Task goal:
Restate word for word every line from the top of the data below down through the line that holds "pub mod kdf;".

Working data:
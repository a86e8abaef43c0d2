//! # VEIL Crypto
//!
//! Datagram obfuscation primitives for VEIL sessions.
//!
//! This crate provides:
//! - A closed registry of symmetric cipher suites selected by name
//! - Passphrase key derivation (PBKDF2-HMAC-SHA1, fixed salt and rounds)
//! - Whole-datagram block encryption (CFB, Salsa20, XOR pad, passthrough)
//! - Random conversation id generation for handshake-less sessions
//!
//! There is no key exchange. Both peers derive the same key from the same
//! passphrase, so the derivation parameters below are part of the wire
//! contract and must never change.
//!
//! ## Cipher Suites
//!
//! | Suite | Construction | Key | Block |
//! |-------|--------------|-----|-------|
//! | `null` | absent (cleartext, no header) | - | - |
//! | `none` | passthrough | - | - |
//! | `xor` | 1500-byte derived pad | 32 | - |
//! | `tea` | TEA-16 CFB | 16 | 8 |
//! | `xtea` | XTEA CFB | 16 | 8 |
//! | `3des` | 3DES-EDE3 CFB | 24 | 8 |
//! | `blowfish` | Blowfish CFB | 32 | 8 |
//! | `cast5` | CAST5 CFB | 16 | 8 |
//! | `twofish` | Twofish CFB | 32 | 16 |
//! | `salsa20` | Salsa20 stream | 32 | - |
//! | `sm4` | SM4 CFB | 16 | 16 |
//! | `aes-128` / `aes` | AES-128 CFB | 16 | 16 |
//! | `aes-192` | AES-192 CFB | 24 | 16 |
//! | `aes-256` | AES-256 CFB | 32 | 16 |
//!
//! Unknown suite names resolve to `aes-128`.

#![warn(missing_docs)]
#![warn(clippy::all)]
#![deny(unsafe_code)]

pub mod block;
pub mod error;
pub mod kdf;
pub mod random;
pub mod suite;
pub mod tea;

pub use block::{BlockCrypt, CipherInstance};
pub use error::CryptoError;
pub use kdf::{DerivedKey, derive_key};
pub use random::{ConvIdGenerator, RECENT_IDS};
pub use suite::{CipherSuite, Resolution, resolve};

/// Salt mixed into every passphrase derivation.
pub const KDF_SALT: &[u8] = b"kcp-go";

/// PBKDF2 iteration count for passphrase derivation.
pub const KDF_ITERATIONS: u32 = 4096;

/// Largest key any suite requires.
pub const MAX_KEY_SIZE: usize = 32;

/// Largest datagram the XOR pad covers without wrapping.
pub const XOR_PAD_SIZE: usize = 1500;
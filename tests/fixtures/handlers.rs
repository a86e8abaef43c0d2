//! Handlers that record what the server side observed.

use async_trait::async_trait;
use tokio::sync::mpsc;
use veil_core::SessionHandler;
use veil_transport::Session;

/// Hands every accepted session to the test.
pub struct CollectHandler {
    tx: mpsc::UnboundedSender<Session>,
}

impl CollectHandler {
    /// Handler plus the receiving end for accepted sessions
    pub fn new() -> (Self, mpsc::UnboundedReceiver<Session>) {
        let (tx, rx) = mpsc::unbounded_channel();
        (Self { tx }, rx)
    }
}

#[async_trait]
impl SessionHandler for CollectHandler {
    async fn handle(&self, session: Session) {
        let _ = self.tx.send(session);
    }
}

/// Reads each session through a deliberately small buffer and reports
/// the reassembled stream once the peer closes.
pub struct TinyBufferHandler {
    buffer: usize,
    tx: mpsc::UnboundedSender<Vec<u8>>,
}

impl TinyBufferHandler {
    /// Handler reading `buffer` bytes at a time
    pub fn new(buffer: usize) -> (Self, mpsc::UnboundedReceiver<Vec<u8>>) {
        let (tx, rx) = mpsc::unbounded_channel();
        (Self { buffer, tx }, rx)
    }
}

#[async_trait]
impl SessionHandler for TinyBufferHandler {
    async fn handle(&self, session: Session) {
        let mut buf = vec![0u8; self.buffer];
        let mut stream = Vec::new();
        loop {
            match session.read(&mut buf).await {
                Ok(0) | Err(_) => break,
                Ok(n) => {
                    assert!(n <= self.buffer);
                    stream.extend_from_slice(&buf[..n]);
                }
            }
        }
        let _ = self.tx.send(stream);
        let _ = session.close().await;
    }
}
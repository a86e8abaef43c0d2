//! Passphrase key derivation.
//!
//! Keys are PBKDF2-HMAC-SHA1 over the passphrase with the fixed
//! [`KDF_SALT`](crate::KDF_SALT) and [`KDF_ITERATIONS`](crate::KDF_ITERATIONS).
//! Peers configured independently with the same passphrase land on the
//! same bytes; nothing about the derivation is negotiable at runtime.

use pbkdf2::pbkdf2_hmac;
use sha1::Sha1;
use zeroize::{Zeroize, ZeroizeOnDrop};

use crate::{KDF_ITERATIONS, KDF_SALT};

/// Key material derived from a passphrase.
///
/// Zeroized on drop.
#[derive(Clone, PartialEq, Eq, Zeroize, ZeroizeOnDrop)]
pub struct DerivedKey(Vec<u8>);

impl DerivedKey {
    /// Raw key bytes.
    #[must_use]
    pub fn as_bytes(&self) -> &[u8] {
        &self.0
    }

    /// Key length in bytes.
    #[must_use]
    pub fn len(&self) -> usize {
        self.0.len()
    }

    /// True for zero-length keys.
    #[must_use]
    pub fn is_empty(&self) -> bool {
        self.0.is_empty()
    }
}

impl std::fmt::Debug for DerivedKey {
    fn fmt(&self, f: &mut std::fmt::Formatter<'_>) -> std::fmt::Result {
        f.debug_struct("DerivedKey")
            .field("len", &self.0.len())
            .finish_non_exhaustive()
    }
}

/// Stretch `passphrase` into `key_len` bytes.
///
/// An empty passphrase is accepted and yields a valid (weak) key.
#[must_use]
pub fn derive_key(passphrase: &str, key_len: usize) -> DerivedKey {
    let mut out = vec![0u8; key_len];
    if key_len > 0 {
        pbkdf2_sha1(passphrase.as_bytes(), KDF_SALT, KDF_ITERATIONS, &mut out);
    }
    DerivedKey(out)
}

/// Raw PBKDF2-HMAC-SHA1, filling `out`.
///
/// [`derive_key`] is this with the fixed salt and rounds. The XOR suite
/// also uses it to stretch its pad from an already derived key.
pub fn pbkdf2_sha1(password: &[u8], salt: &[u8], rounds: u32, out: &mut [u8]) {
    pbkdf2_hmac::<Sha1>(password, salt, rounds, out);
}
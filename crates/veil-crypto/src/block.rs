//! Whole-datagram encryption.
//!
//! Every suite except `null` produces a [`BlockCrypt`] that transforms a
//! complete datagram in place. Block ciphers run in CFB mode from a fixed
//! initial vector; the transport prepends a random nonce so the chain
//! differs for every datagram even though the IV never changes.

use std::sync::Arc;

use cipher::generic_array::GenericArray;
use cipher::{BlockEncrypt, KeyInit, KeyIvInit, StreamCipher};
use salsa20::Salsa20;
use zeroize::Zeroizing;

use crate::error::CryptoError;
use crate::kdf::pbkdf2_sha1;
use crate::suite::CipherSuite;
use crate::tea::{Tea, Xtea};
use crate::XOR_PAD_SIZE;

/// Fixed CFB initial vector. Ciphers with 8-byte blocks use the first half.
const INITIAL_VECTOR: [u8; 16] = [
    167, 115, 79, 156, 18, 172, 27, 1, 164, 21, 242, 193, 252, 120, 230, 107,
];

const MAX_BLOCK: usize = 16;

const XOR_SALT: &[u8] = b"sH3CIVoF#rWLtJo6";
const XOR_ROUNDS: u32 = 32;

const SALSA_NONCE: usize = 8;

/// A cipher applied to whole datagrams.
///
/// `decrypt(encrypt(x)) == x` for every buffer length, including buffers
/// that are not a multiple of the block size.
pub trait BlockCrypt: Send + Sync {
    /// Encrypt `buf` in place.
    fn encrypt(&self, buf: &mut [u8]);

    /// Decrypt `buf` in place.
    fn decrypt(&self, buf: &mut [u8]);

    /// Suite this instance was built for.
    fn suite(&self) -> CipherSuite;
}

/// Shared handle to a cipher; one instance serves a listener and all of
/// its sessions.
pub type CipherInstance = Arc<dyn BlockCrypt>;

/// Forward direction of a block cipher, the only direction CFB needs.
trait BlockPrimitive: Send + Sync {
    fn block_size(&self) -> usize;
    fn encrypt_block(&self, block: &mut [u8]);
}

/// Adapter over any RustCrypto block cipher.
struct RustCrypto<C>(C);

impl<C> BlockPrimitive for RustCrypto<C>
where
    C: BlockEncrypt + Send + Sync,
{
    fn block_size(&self) -> usize {
        C::block_size()
    }

    fn encrypt_block(&self, block: &mut [u8]) {
        let n = C::block_size();
        self.0.encrypt_block(GenericArray::from_mut_slice(&mut block[..n]));
    }
}

impl BlockPrimitive for Tea {
    fn block_size(&self) -> usize {
        crate::tea::BLOCK_SIZE
    }

    fn encrypt_block(&self, block: &mut [u8]) {
        Tea::encrypt_block(self, block);
    }
}

impl BlockPrimitive for Xtea {
    fn block_size(&self) -> usize {
        crate::tea::BLOCK_SIZE
    }

    fn encrypt_block(&self, block: &mut [u8]) {
        Xtea::encrypt_block(self, block);
    }
}

fn xor_in_place(dst: &mut [u8], pad: &[u8]) {
    for (d, p) in dst.iter_mut().zip(pad) {
        *d ^= p;
    }
}

/// Block cipher in CFB mode with the fixed initial vector.
pub(crate) struct CfbCrypt {
    suite: CipherSuite,
    cipher: Box<dyn BlockPrimitive>,
}

impl CfbCrypt {
    /// Build from any RustCrypto block cipher.
    pub(crate) fn rustcrypto<C>(suite: CipherSuite, key: &[u8]) -> Result<Self, CryptoError>
    where
        C: BlockEncrypt + KeyInit + Send + Sync + 'static,
    {
        let cipher = C::new_from_slice(key).map_err(|_| CryptoError::InvalidKeyLength {
            suite: suite.name(),
            expected: suite.key_len(),
            actual: key.len(),
        })?;
        Ok(Self {
            suite,
            cipher: Box::new(RustCrypto(cipher)),
        })
    }

    pub(crate) fn tea(key: &[u8]) -> Result<Self, CryptoError> {
        let key = tea_key(CipherSuite::Tea, key)?;
        Ok(Self {
            suite: CipherSuite::Tea,
            cipher: Box::new(Tea::new(&key, Tea::SUITE_CYCLES)),
        })
    }

    pub(crate) fn xtea(key: &[u8]) -> Result<Self, CryptoError> {
        let key = tea_key(CipherSuite::Xtea, key)?;
        Ok(Self {
            suite: CipherSuite::Xtea,
            cipher: Box::new(Xtea::new(&key)),
        })
    }

    fn first_pad(&self, tbl: &mut [u8; MAX_BLOCK]) -> usize {
        let bs = self.cipher.block_size();
        tbl[..bs].copy_from_slice(&INITIAL_VECTOR[..bs]);
        self.cipher.encrypt_block(&mut tbl[..bs]);
        bs
    }
}

fn tea_key(suite: CipherSuite, key: &[u8]) -> Result<Zeroizing<[u8; 16]>, CryptoError> {
    let arr: [u8; 16] = key.try_into().map_err(|_| CryptoError::InvalidKeyLength {
        suite: suite.name(),
        expected: 16,
        actual: key.len(),
    })?;
    Ok(Zeroizing::new(arr))
}

impl BlockCrypt for CfbCrypt {
    fn encrypt(&self, buf: &mut [u8]) {
        let mut tbl = [0u8; MAX_BLOCK];
        let bs = self.first_pad(&mut tbl);
        let mut chunks = buf.chunks_exact_mut(bs);
        for chunk in &mut chunks {
            xor_in_place(chunk, &tbl[..bs]);
            tbl[..bs].copy_from_slice(chunk);
            self.cipher.encrypt_block(&mut tbl[..bs]);
        }
        xor_in_place(chunks.into_remainder(), &tbl[..bs]);
    }

    fn decrypt(&self, buf: &mut [u8]) {
        let mut tbl = [0u8; MAX_BLOCK];
        let bs = self.first_pad(&mut tbl);
        let mut next = [0u8; MAX_BLOCK];
        let mut chunks = buf.chunks_exact_mut(bs);
        for chunk in &mut chunks {
            next[..bs].copy_from_slice(chunk);
            self.cipher.encrypt_block(&mut next[..bs]);
            xor_in_place(chunk, &tbl[..bs]);
            tbl[..bs].copy_from_slice(&next[..bs]);
        }
        xor_in_place(chunks.into_remainder(), &tbl[..bs]);
    }

    fn suite(&self) -> CipherSuite {
        self.suite
    }
}

/// Salsa20 keyed per datagram by its first 8 bytes, which stay in clear.
pub(crate) struct Salsa20Crypt {
    key: Zeroizing<[u8; 32]>,
}

impl Salsa20Crypt {
    pub(crate) fn new(key: &[u8]) -> Result<Self, CryptoError> {
        let arr: [u8; 32] = key.try_into().map_err(|_| CryptoError::InvalidKeyLength {
            suite: CipherSuite::Salsa20.name(),
            expected: 32,
            actual: key.len(),
        })?;
        Ok(Self {
            key: Zeroizing::new(arr),
        })
    }

    fn apply(&self, buf: &mut [u8]) {
        if buf.len() <= SALSA_NONCE {
            return;
        }
        let (nonce, body) = buf.split_at_mut(SALSA_NONCE);
        let mut cipher = Salsa20::new(
            GenericArray::from_slice(self.key.as_slice()),
            GenericArray::from_slice(nonce),
        );
        cipher.apply_keystream(body);
    }
}

impl BlockCrypt for Salsa20Crypt {
    fn encrypt(&self, buf: &mut [u8]) {
        self.apply(buf);
    }

    fn decrypt(&self, buf: &mut [u8]) {
        self.apply(buf);
    }

    fn suite(&self) -> CipherSuite {
        CipherSuite::Salsa20
    }
}

/// XOR against a pad stretched from the key. Obfuscation only.
pub(crate) struct XorCrypt {
    pad: Zeroizing<Vec<u8>>,
}

impl XorCrypt {
    pub(crate) fn new(key: &[u8]) -> Self {
        let mut pad = Zeroizing::new(vec![0u8; XOR_PAD_SIZE]);
        pbkdf2_sha1(key, XOR_SALT, XOR_ROUNDS, &mut pad);
        Self { pad }
    }

    fn apply(&self, buf: &mut [u8]) {
        for chunk in buf.chunks_mut(self.pad.len()) {
            xor_in_place(chunk, &self.pad);
        }
    }
}

impl BlockCrypt for XorCrypt {
    fn encrypt(&self, buf: &mut [u8]) {
        self.apply(buf);
    }

    fn decrypt(&self, buf: &mut [u8]) {
        self.apply(buf);
    }

    fn suite(&self) -> CipherSuite {
        CipherSuite::Xor
    }
}

/// Leaves datagrams untouched. Framing still applies.
pub(crate) struct NoneCrypt;

impl BlockCrypt for NoneCrypt {
    fn encrypt(&self, _buf: &mut [u8]) {}

    fn decrypt(&self, _buf: &mut [u8]) {}

    fn suite(&self) -> CipherSuite {
        CipherSuite::None
    }
}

Exercise solution:
repository a86e8abaef43c0d2
//! # VEIL Crypto
//!
//! Datagram obfuscation primitives for VEIL sessions.
//!
//! This crate provides:
//! - A closed registry of symmetric cipher suites selected by name
//! - Passphrase key derivation (PBKDF2-HMAC-SHA1, fixed salt and rounds)
//! - Whole-datagram block encryption (CFB, Salsa20, XOR pad, passthrough)
//! - Random conversation id generation for handshake-less sessions
//!
//! There is no key exchange. Both peers derive the same key from the same
//! passphrase, so the derivation parameters below are part of the wire
//! contract and must never change.
//!
//! ## Cipher Suites
//!
//! | Suite | Construction | Key | Block |
//! |-------|--------------|-----|-------|
//! | `null` | absent (cleartext, no header) | - | - |
//! | `none` | passthrough | - | - |
//! | `xor` | 1500-byte derived pad | 32 | - |
//! | `tea` | TEA-16 CFB | 16 | 8 |
//! | `xtea` | XTEA CFB | 16 | 8 |
//! | `3des` | 3DES-EDE3 CFB | 24 | 8 |
//! | `blowfish` | Blowfish CFB | 32 | 8 |
//! | `cast5` | CAST5 CFB | 16 | 8 |
//! | `twofish` | Twofish CFB | 32 | 16 |
//! | `salsa20` | Salsa20 stream | 32 | - |
//! | `sm4` | SM4 CFB | 16 | 16 |
//! | `aes-128` / `aes` | AES-128 CFB | 16 | 16 |
//! | `aes-192` | AES-192 CFB | 24 | 16 |
//! | `aes-256` | AES-256 CFB | 32 | 16 |
//!
//! Unknown suite names resolve to `aes-128`.

#![warn(missing_docs)]
#![warn(clippy::all)]
#![deny(unsafe_code)]

pub mod block;
pub mod error;
pub mod kdf;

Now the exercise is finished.